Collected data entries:
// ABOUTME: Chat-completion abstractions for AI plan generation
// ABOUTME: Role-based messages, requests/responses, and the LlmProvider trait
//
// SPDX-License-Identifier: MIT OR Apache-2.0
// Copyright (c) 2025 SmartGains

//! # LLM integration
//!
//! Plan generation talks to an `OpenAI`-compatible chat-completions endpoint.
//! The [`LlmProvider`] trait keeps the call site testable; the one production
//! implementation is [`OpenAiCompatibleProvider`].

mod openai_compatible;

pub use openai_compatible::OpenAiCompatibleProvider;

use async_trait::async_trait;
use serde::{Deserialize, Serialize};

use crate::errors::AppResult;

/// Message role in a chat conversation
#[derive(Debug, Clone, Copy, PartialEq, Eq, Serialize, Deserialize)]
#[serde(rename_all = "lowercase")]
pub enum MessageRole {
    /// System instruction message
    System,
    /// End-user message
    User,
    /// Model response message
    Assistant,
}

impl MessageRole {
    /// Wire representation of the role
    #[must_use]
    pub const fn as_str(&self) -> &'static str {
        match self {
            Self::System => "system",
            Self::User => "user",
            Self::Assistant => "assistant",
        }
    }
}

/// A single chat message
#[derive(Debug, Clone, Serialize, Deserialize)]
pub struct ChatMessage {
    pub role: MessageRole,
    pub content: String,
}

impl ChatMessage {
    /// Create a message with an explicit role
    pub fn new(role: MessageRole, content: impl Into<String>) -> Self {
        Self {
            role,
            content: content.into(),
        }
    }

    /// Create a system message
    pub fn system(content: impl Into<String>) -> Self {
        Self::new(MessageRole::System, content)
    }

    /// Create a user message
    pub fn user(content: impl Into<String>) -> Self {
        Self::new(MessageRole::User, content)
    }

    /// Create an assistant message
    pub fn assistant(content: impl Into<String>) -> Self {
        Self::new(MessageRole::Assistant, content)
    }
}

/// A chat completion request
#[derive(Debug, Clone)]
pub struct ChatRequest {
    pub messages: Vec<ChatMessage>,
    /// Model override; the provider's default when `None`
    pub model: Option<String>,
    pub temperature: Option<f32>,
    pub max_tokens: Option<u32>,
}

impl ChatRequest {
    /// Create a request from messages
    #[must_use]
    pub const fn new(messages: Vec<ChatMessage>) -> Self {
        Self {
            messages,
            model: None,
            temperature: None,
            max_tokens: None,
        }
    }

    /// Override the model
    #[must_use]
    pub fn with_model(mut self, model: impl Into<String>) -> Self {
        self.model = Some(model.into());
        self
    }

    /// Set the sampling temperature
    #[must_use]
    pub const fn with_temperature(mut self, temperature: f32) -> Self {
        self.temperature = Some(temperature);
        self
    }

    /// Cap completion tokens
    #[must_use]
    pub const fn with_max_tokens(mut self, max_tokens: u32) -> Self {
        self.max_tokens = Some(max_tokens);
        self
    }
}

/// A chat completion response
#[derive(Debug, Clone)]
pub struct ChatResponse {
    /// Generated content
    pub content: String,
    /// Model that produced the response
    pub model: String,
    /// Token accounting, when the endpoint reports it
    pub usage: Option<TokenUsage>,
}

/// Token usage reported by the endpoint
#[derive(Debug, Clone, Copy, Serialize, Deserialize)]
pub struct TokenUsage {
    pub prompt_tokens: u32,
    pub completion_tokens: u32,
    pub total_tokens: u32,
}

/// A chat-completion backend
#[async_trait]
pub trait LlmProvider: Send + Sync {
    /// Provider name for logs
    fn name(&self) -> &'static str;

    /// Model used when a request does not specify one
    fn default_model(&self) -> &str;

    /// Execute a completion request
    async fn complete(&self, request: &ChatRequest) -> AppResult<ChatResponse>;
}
--
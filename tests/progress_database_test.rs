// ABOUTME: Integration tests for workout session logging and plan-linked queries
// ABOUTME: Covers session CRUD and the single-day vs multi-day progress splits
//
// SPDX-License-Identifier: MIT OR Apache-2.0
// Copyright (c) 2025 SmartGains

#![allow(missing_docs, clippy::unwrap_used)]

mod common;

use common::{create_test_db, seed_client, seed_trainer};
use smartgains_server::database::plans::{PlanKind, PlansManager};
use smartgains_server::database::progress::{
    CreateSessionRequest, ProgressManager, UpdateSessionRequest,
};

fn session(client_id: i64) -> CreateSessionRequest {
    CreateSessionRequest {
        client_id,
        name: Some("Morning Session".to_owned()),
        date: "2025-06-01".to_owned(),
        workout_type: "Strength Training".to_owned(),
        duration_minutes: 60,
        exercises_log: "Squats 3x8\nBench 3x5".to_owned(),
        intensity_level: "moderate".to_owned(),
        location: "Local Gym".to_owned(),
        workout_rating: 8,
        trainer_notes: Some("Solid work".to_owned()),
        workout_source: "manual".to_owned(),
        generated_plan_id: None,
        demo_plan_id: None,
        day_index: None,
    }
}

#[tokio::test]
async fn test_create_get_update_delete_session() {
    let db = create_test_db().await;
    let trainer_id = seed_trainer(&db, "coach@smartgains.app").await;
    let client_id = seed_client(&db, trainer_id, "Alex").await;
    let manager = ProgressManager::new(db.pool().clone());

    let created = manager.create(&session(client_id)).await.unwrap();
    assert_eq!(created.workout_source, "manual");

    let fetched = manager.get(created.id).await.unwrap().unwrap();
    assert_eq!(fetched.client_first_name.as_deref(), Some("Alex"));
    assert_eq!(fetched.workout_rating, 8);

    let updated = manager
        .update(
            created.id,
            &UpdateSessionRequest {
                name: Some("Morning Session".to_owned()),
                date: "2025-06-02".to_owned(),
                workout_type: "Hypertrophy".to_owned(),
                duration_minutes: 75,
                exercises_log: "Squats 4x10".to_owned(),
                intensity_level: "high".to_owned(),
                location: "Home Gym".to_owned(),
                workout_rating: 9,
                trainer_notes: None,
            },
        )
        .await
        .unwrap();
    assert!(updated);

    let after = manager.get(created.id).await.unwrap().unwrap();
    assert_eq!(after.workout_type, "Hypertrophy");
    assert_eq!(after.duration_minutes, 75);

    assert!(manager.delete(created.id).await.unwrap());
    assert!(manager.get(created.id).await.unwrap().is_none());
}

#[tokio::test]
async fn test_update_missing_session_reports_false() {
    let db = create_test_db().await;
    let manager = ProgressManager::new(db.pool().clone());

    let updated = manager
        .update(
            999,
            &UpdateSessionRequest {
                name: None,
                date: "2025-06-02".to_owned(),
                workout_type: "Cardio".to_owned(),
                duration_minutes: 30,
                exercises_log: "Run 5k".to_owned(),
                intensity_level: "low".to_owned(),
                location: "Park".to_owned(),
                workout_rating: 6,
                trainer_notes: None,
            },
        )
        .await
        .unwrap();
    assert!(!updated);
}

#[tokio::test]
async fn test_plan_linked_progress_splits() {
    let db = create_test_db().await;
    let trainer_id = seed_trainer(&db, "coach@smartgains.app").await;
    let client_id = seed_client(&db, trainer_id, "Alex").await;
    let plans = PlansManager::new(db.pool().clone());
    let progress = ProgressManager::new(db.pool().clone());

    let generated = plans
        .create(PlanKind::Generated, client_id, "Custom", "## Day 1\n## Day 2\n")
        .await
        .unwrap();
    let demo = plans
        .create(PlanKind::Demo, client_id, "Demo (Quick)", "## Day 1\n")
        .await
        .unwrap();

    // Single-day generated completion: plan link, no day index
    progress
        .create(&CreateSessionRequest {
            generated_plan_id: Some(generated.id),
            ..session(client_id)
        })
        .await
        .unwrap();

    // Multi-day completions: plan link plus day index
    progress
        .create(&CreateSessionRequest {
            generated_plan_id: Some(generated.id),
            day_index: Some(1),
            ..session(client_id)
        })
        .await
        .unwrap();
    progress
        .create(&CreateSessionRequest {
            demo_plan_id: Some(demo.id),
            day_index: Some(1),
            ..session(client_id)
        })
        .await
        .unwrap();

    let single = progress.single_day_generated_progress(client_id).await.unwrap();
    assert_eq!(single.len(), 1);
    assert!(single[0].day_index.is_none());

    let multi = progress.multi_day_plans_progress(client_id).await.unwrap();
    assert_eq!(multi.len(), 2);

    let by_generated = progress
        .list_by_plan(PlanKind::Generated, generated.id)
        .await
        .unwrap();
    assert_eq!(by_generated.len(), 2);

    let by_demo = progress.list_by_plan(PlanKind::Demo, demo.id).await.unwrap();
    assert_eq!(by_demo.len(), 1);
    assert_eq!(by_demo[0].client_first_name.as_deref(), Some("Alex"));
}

▶ **Your instructions**
Find out how many lines in the entries above hold "common", then reply with that figure and nothing else.

▶ **Output for this task**
2